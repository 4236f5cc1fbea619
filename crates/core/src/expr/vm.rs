use super::compiler::{CompiledProgram, Func1, Func2, Op, Slot};
use super::memory::MemoryBank;
use super::parser::BinaryOp;
use crate::state::GlobalBank;

/// Tolerance the formula language uses for equality and truthiness.
const EPSILON: f64 = 0.000_01;

/// Mutable world a program runs against.
pub struct Env<'a> {
    pub slots: &'a mut [f64],
    pub memory: &'a mut MemoryBank,
    pub globals: &'a mut GlobalBank,
    pub rng: &'a mut fastrand::Rng,
}

/// Reusable VM working memory. Create once per context and reuse it across
/// frames and vertices so execution does not touch the heap.
#[derive(Debug, Default)]
pub struct Machine {
    stack: Vec<f64>,
}

impl Machine {
    pub fn new() -> Self {
        Self::default()
    }

    /// Makes sure `program` can run without growing the stack.
    pub fn reserve_for(&mut self, program: &CompiledProgram) {
        let needed = program.max_stack();
        if self.stack.capacity() < needed {
            self.stack.reserve(needed - self.stack.len());
        }
    }

    pub fn capacity(&self) -> usize {
        self.stack.capacity()
    }

    /// Runs `program` top to bottom. Arithmetic anomalies never abort
    /// execution: they produce 0 or propagate NaN/inf.
    pub fn run(&mut self, program: &CompiledProgram, env: &mut Env<'_>) {
        self.stack.clear();
        let stack = &mut self.stack;
        let ops = program.ops();
        let mut ip = 0usize;

        while ip < ops.len() {
            match ops[ip] {
                Op::Const(value) => stack.push(value),
                Op::Load(slot) => stack.push(load(env, slot)),
                Op::Store(slot) => {
                    let value = stack.last().copied().unwrap_or(0.0);
                    store(env, slot, value);
                }
                Op::LoadMem { global } => {
                    let address = pop(stack);
                    let value = if global {
                        env.globals.memory.get(address)
                    } else {
                        env.memory.get(address)
                    };
                    stack.push(value);
                }
                Op::StoreMem { global } => {
                    let value = pop(stack);
                    let address = pop(stack);
                    if global {
                        env.globals.memory.set(address, value);
                    } else {
                        env.memory.set(address, value);
                    }
                    stack.push(value);
                }
                Op::Dup => {
                    let value = stack.last().copied().unwrap_or(0.0);
                    stack.push(value);
                }
                Op::Pop => {
                    stack.pop();
                }
                Op::Neg => unary(stack, |a| -a),
                Op::Not => unary(stack, |a| flag(!truthy(a))),
                Op::Truthy => unary(stack, |a| flag(truthy(a))),
                Op::Binary(op) => {
                    let b = pop(stack);
                    let a = pop(stack);
                    stack.push(binary(op, a, b));
                }
                Op::Call1(func) => unary(stack, |a| call1(func, a)),
                Op::Call2(func) => {
                    let b = pop(stack);
                    let a = pop(stack);
                    stack.push(call2(func, a, b));
                }
                Op::Rand => {
                    let limit = pop(stack).floor();
                    let value = if limit < 1.0 {
                        env.rng.f64()
                    } else {
                        (env.rng.f64() * limit).floor()
                    };
                    stack.push(value);
                }
                Op::Jump(target) => {
                    ip = target as usize;
                    continue;
                }
                Op::JumpIfZero(target) => {
                    if !truthy(pop(stack)) {
                        ip = target as usize;
                        continue;
                    }
                }
            }
            ip += 1;
        }
    }
}

fn load(env: &Env<'_>, slot: Slot) -> f64 {
    match slot {
        Slot::Local(index) => env.slots.get(index as usize).copied().unwrap_or(0.0),
        Slot::Register(index) => env.globals.registers[usize::from(index)],
    }
}

fn store(env: &mut Env<'_>, slot: Slot, value: f64) {
    match slot {
        Slot::Local(index) => {
            if let Some(cell) = env.slots.get_mut(index as usize) {
                *cell = value;
            }
        }
        Slot::Register(index) => env.globals.registers[usize::from(index)] = value,
    }
}

fn pop(stack: &mut Vec<f64>) -> f64 {
    stack.pop().unwrap_or(0.0)
}

fn unary(stack: &mut Vec<f64>, f: impl FnOnce(f64) -> f64) {
    let a = pop(stack);
    stack.push(f(a));
}

fn truthy(value: f64) -> bool {
    value.abs() > EPSILON
}

fn flag(value: bool) -> f64 {
    if value {
        1.0
    } else {
        0.0
    }
}

fn binary(op: BinaryOp, a: f64, b: f64) -> f64 {
    match op {
        BinaryOp::Add => a + b,
        BinaryOp::Sub => a - b,
        BinaryOp::Mul => a * b,
        BinaryOp::Div => {
            if b == 0.0 {
                0.0
            } else {
                a / b
            }
        }
        BinaryOp::Mod => {
            let divisor = b as i64;
            if divisor == 0 {
                0.0
            } else {
                ((a as i64) % divisor) as f64
            }
        }
        BinaryOp::Pow => a.powf(b),
        BinaryOp::Eq => flag((a - b).abs() < EPSILON),
        BinaryOp::Ne => flag((a - b).abs() >= EPSILON),
        BinaryOp::Lt => flag(a < b),
        BinaryOp::Gt => flag(a > b),
        BinaryOp::Le => flag(a <= b),
        BinaryOp::Ge => flag(a >= b),
        BinaryOp::BitAnd => ((a as i64) & (b as i64)) as f64,
        BinaryOp::BitOr => ((a as i64) | (b as i64)) as f64,
        // Short-circuit forms are compiled to jumps; these only run if a
        // caller builds the op by hand.
        BinaryOp::And => flag(truthy(a) && truthy(b)),
        BinaryOp::Or => flag(truthy(a) || truthy(b)),
    }
}

fn call1(func: Func1, a: f64) -> f64 {
    match func {
        Func1::Sin => a.sin(),
        Func1::Cos => a.cos(),
        Func1::Tan => a.tan(),
        Func1::Asin => a.asin(),
        Func1::Acos => a.acos(),
        Func1::Atan => a.atan(),
        Func1::Sqrt => a.abs().sqrt(),
        Func1::Sqr => a * a,
        Func1::InvSqrt => {
            let root = a.abs().sqrt();
            if root == 0.0 {
                0.0
            } else {
                1.0 / root
            }
        }
        Func1::Exp => a.exp(),
        Func1::Log => a.ln(),
        Func1::Log10 => a.log10(),
        Func1::Abs => a.abs(),
        Func1::Sign => {
            if a > 0.0 {
                1.0
            } else if a < 0.0 {
                -1.0
            } else {
                0.0
            }
        }
        Func1::Floor => a.floor(),
        Func1::Ceil => a.ceil(),
        Func1::Int => a.trunc(),
        Func1::Bnot => flag(!truthy(a)),
    }
}

fn call2(func: Func2, a: f64, b: f64) -> f64 {
    match func {
        Func2::Atan2 => a.atan2(b),
        Func2::Pow => a.powf(b),
        Func2::Min => a.min(b),
        Func2::Max => a.max(b),
        Func2::Sigmoid => {
            let t = 1.0 + (-a * b).exp();
            if t.abs() > EPSILON {
                1.0 / t
            } else {
                0.0
            }
        }
        Func2::Above => flag(a > b),
        Func2::Below => flag(a < b),
        Func2::Equal => flag((a - b).abs() < EPSILON),
        Func2::Band => flag(truthy(a) && truthy(b)),
        Func2::Bor => flag(truthy(a) || truthy(b)),
    }
}

#[cfg(test)]
mod tests {
    use super::*;
    use crate::expr::compiler::{compile, SymbolTable};

    struct Harness {
        symbols: SymbolTable,
        slots: Vec<f64>,
        memory: MemoryBank,
        globals: GlobalBank,
        rng: fastrand::Rng,
        machine: Machine,
    }

    impl Harness {
        fn new() -> Self {
            Self {
                symbols: SymbolTable::with_builtins(&[]),
                slots: Vec::new(),
                memory: MemoryBank::new(),
                globals: GlobalBank::default(),
                rng: fastrand::Rng::with_seed(7),
                machine: Machine::new(),
            }
        }

        fn run(&mut self, source: &str) {
            let program = compile(source, &mut self.symbols).unwrap();
            self.slots.resize(self.symbols.len(), 0.0);
            self.machine.reserve_for(&program);
            let mut env = Env {
                slots: &mut self.slots,
                memory: &mut self.memory,
                globals: &mut self.globals,
                rng: &mut self.rng,
            };
            self.machine.run(&program, &mut env);
        }

        fn get(&self, name: &str) -> f64 {
            match self.symbols.lookup(name) {
                Some(Slot::Local(index)) => self.slots[index as usize],
                Some(Slot::Register(index)) => self.globals.registers[usize::from(index)],
                None => panic!("{name} was never declared"),
            }
        }
    }

    #[test]
    fn evaluates_arithmetic_with_precedence() {
        let mut h = Harness::new();
        h.run("a = 1 + 2 * 3 ^ 2; b = -2 ^ 2; c = 7 % 3; d = (1; 2; 3) + 1");
        assert_eq!(h.get("a"), 19.0);
        assert_eq!(h.get("b"), -4.0);
        assert_eq!(h.get("c"), 1.0);
        assert_eq!(h.get("d"), 4.0);
    }

    #[test]
    fn division_by_zero_yields_zero() {
        let mut h = Harness::new();
        h.run("a = 5 / 0; b = 5 % 0; c = log(0)");
        assert_eq!(h.get("a"), 0.0);
        assert_eq!(h.get("b"), 0.0);
        assert_eq!(h.get("c"), f64::NEG_INFINITY);
    }

    #[test]
    fn conditionals_only_evaluate_taken_branch() {
        let mut h = Harness::new();
        h.run("hit = 0; x = 1 ? 10 : (hit = 1); y = if(0, hit = 2, 20); z = 0 && (hit = 3)");
        assert_eq!(h.get("x"), 10.0);
        assert_eq!(h.get("y"), 20.0);
        assert_eq!(h.get("z"), 0.0);
        assert_eq!(h.get("hit"), 0.0);
    }

    #[test]
    fn logical_operators_normalise_to_flags() {
        let mut h = Harness::new();
        h.run("a = 3 || 0; b = 2 && 5; c = !4; d = above(2, 1) + below(2, 1) + equal(1, 1.000001)");
        assert_eq!(h.get("a"), 1.0);
        assert_eq!(h.get("b"), 1.0);
        assert_eq!(h.get("c"), 0.0);
        assert_eq!(h.get("d"), 2.0);
    }

    #[test]
    fn compound_assignment_and_memory() {
        let mut h = Harness::new();
        h.run("n = 2; n *= 4; megabuf(3) = 5; megabuf(3) += 1; gmegabuf(10) = n; reg05 = megabuf(3)");
        assert_eq!(h.get("n"), 8.0);
        assert_eq!(h.memory.get(3.0), 6.0);
        assert_eq!(h.globals.memory.get(10.0), 8.0);
        assert_eq!(h.get("reg05"), 6.0);
    }

    #[test]
    fn variables_persist_between_runs() {
        let mut h = Harness::new();
        h.run("count = count + 1");
        h.run("count = count + 1");
        assert_eq!(h.get("count"), 2.0);
    }

    #[test]
    fn rand_is_reproducible_for_a_seed() {
        let mut first = Harness::new();
        let mut second = Harness::new();
        first.run("a = rand(100); b = rand(0)");
        second.run("a = rand(100); b = rand(0)");
        assert_eq!(first.get("a"), second.get("a"));
        assert!(first.get("a") < 100.0 && first.get("a").fract() == 0.0);
        assert!((0.0..1.0).contains(&first.get("b")));
    }

    #[test]
    fn stack_never_grows_past_reservation() {
        let mut h = Harness::new();
        h.run("a = sin(1 + 2 * (3 - 4 / (5 + 6)))");
        let capacity = h.machine.capacity();
        for _ in 0..100 {
            h.run("a = sin(1 + 2 * (3 - 4 / (5 + 6)))");
        }
        assert_eq!(h.machine.capacity(), capacity);
    }
}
================================
(Directions):
For each line of the listing that holds the word "Some", show that line.

(Answer section):
            if let Some(cell) = env.slots.get_mut(index as usize) {
                Some(Slot::Local(index)) => self.slots[index as usize],
                Some(Slot::Register(index)) => self.globals.registers[usize::from(index)],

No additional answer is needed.